The FED buys Government debt (creates money), and lends to Commercial Banks (creates money via debt).
Commercial Banks then explode that base money supply via debt creation (loans) to consumers and business. This is known as fractional reserve lending. Banking capital requirements just mean the dollar percentage banks must hold with the FED to support loans on their books.
For example, in the case of a Commercial Bank, if the reserve requirement is 7%, that bank must have 7% cash with the FED to cover outstanding loans. So if a new bank opens with 10 Million in capital, it can loan out (create), 142 Million in loans (new money). Incidentally, this is why the Banking system is a fraud. Create money from nothing and charge interest on it. It should be noted the real value at risk for any bank is their capital requirement expressed as a percentage of a loan. If Bank A only ponies up 7% and conjures the rest, it only risks 7% of whatever the loan value is. The rest is just fake money it creates. This is also why the banking system is extremely leveraged and where all leverage in finance, real estate, futures and other markets derives from. At a 7% capital requirement @ 3% interest rates, Bankers really make a 42% return on their actual money at risk. Thats why banks make a sh*tload of money, Quarter after quarter = legalized counterfeiters.
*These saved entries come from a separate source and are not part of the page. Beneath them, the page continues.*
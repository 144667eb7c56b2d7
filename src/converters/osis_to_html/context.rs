//! Per-conversion state shared by all tag handlers

use std::borrow::Cow;

use crate::converters::osis_to_html::milestones::MilestoneRegistry;
use crate::converters::osis_to_html::notes::NoteCollector;
use crate::converters::osis_to_html::preprocess::{select_preprocessors, TextPreprocessor};
use crate::converters::osis_to_html::state::{PassageInfo, VerseInfo};
use crate::converters::osis_to_html::writer::HtmlTextWriter;
use crate::models::OsisToHtmlParameters;
use crate::references::ReferenceResolver;
use crate::utils::html::{self, PARAGRAPH_BREAK};

/// Everything a handler may read or change.
///
/// Created fresh for each conversion and dropped at its end.
pub struct RenderContext<'a> {
    pub params: &'a OsisToHtmlParameters,
    pub resolver: &'a dyn ReferenceResolver,
    pub writer: HtmlTextWriter,
    pub verse: VerseInfo,
    pub passage: PassageInfo,
    pub milestones: MilestoneRegistry,
    pub notes: NoteCollector,
    preprocessors: Vec<Box<dyn TextPreprocessor>>,
    /// Text mark at the last paragraph break written
    last_break_mark: Option<u64>,
}

impl<'a> RenderContext<'a> {
    pub fn new(params: &'a OsisToHtmlParameters, resolver: &'a dyn ReferenceResolver) -> Self {
        Self {
            params,
            resolver,
            writer: HtmlTextWriter::new(),
            verse: VerseInfo::default(),
            passage: PassageInfo::default(),
            milestones: MilestoneRegistry::new(),
            notes: NoteCollector::new(params.max_note_text_length),
            preprocessors: select_preprocessors(params),
            last_break_mark: None,
        }
    }

    /// Character data from the document: escaped, preprocessed, written,
    /// and recorded in the verse and passage state
    pub fn write_text(&mut self, text: &str) {
        let mut processed = html::escape_text(text).into_owned();
        for preprocessor in &self.preprocessors {
            let changed = match preprocessor.process(&processed) {
                Cow::Owned(changed) => Some(changed),
                Cow::Borrowed(_) => None,
            };
            if let Some(changed) = changed {
                processed = changed;
            }
        }

        let has_text = !processed.trim().is_empty();
        self.write_content(&processed, has_text);
    }

    /// Write markup that carries document text, such as a finished link,
    /// and record that text was written
    pub fn write_content(&mut self, html: &str, has_text: bool) {
        let visible = !self.writer.is_dont_write() && !self.writer.is_writing_to_temp_store();
        let main_flow = self.writer.is_writing_to_main_flow();
        self.writer.write(html);
        if visible && has_text {
            self.passage.record_text();
            if main_flow {
                self.verse.is_text_since_verse = true;
            }
        }
    }

    /// Write `<p />` unless nothing has been written yet or the last thing
    /// written was already a paragraph break
    pub fn write_paragraph_break(&mut self) {
        if !self.passage.is_any_text_written {
            return;
        }
        let mark = self.passage.text_mark();
        if self.last_break_mark == Some(mark) {
            return;
        }
        self.writer.write(PARAGRAPH_BREAK);
        self.last_break_mark = Some(mark);
    }

    /// OSIS id notes and links are anchored to
    pub fn basis_ref(&self) -> String {
        match &self.params.basis_ref {
            Some(basis) => basis.clone(),
            None => self.verse.current_verse_no.to_string(),
        }
    }
}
To recap - money supply comes from two places. The FED. And Commercial Banks (via fractional reserve loan creation). Debt = money.
M1 (Fed money supply) has doubled.
M3 (total money aggregates - includes loans made by commercial banks), has shrunk. Which is why we're seeing deflation in broad areas (real estate, consumption, employment).
D-DAY comes when Banks resume normal bank lending to consumers and business.
Then the Total Money Supply will Explode and we get Massive Inflation.
Bernacke has ordained it.
I appreciate the clarity of your explanation.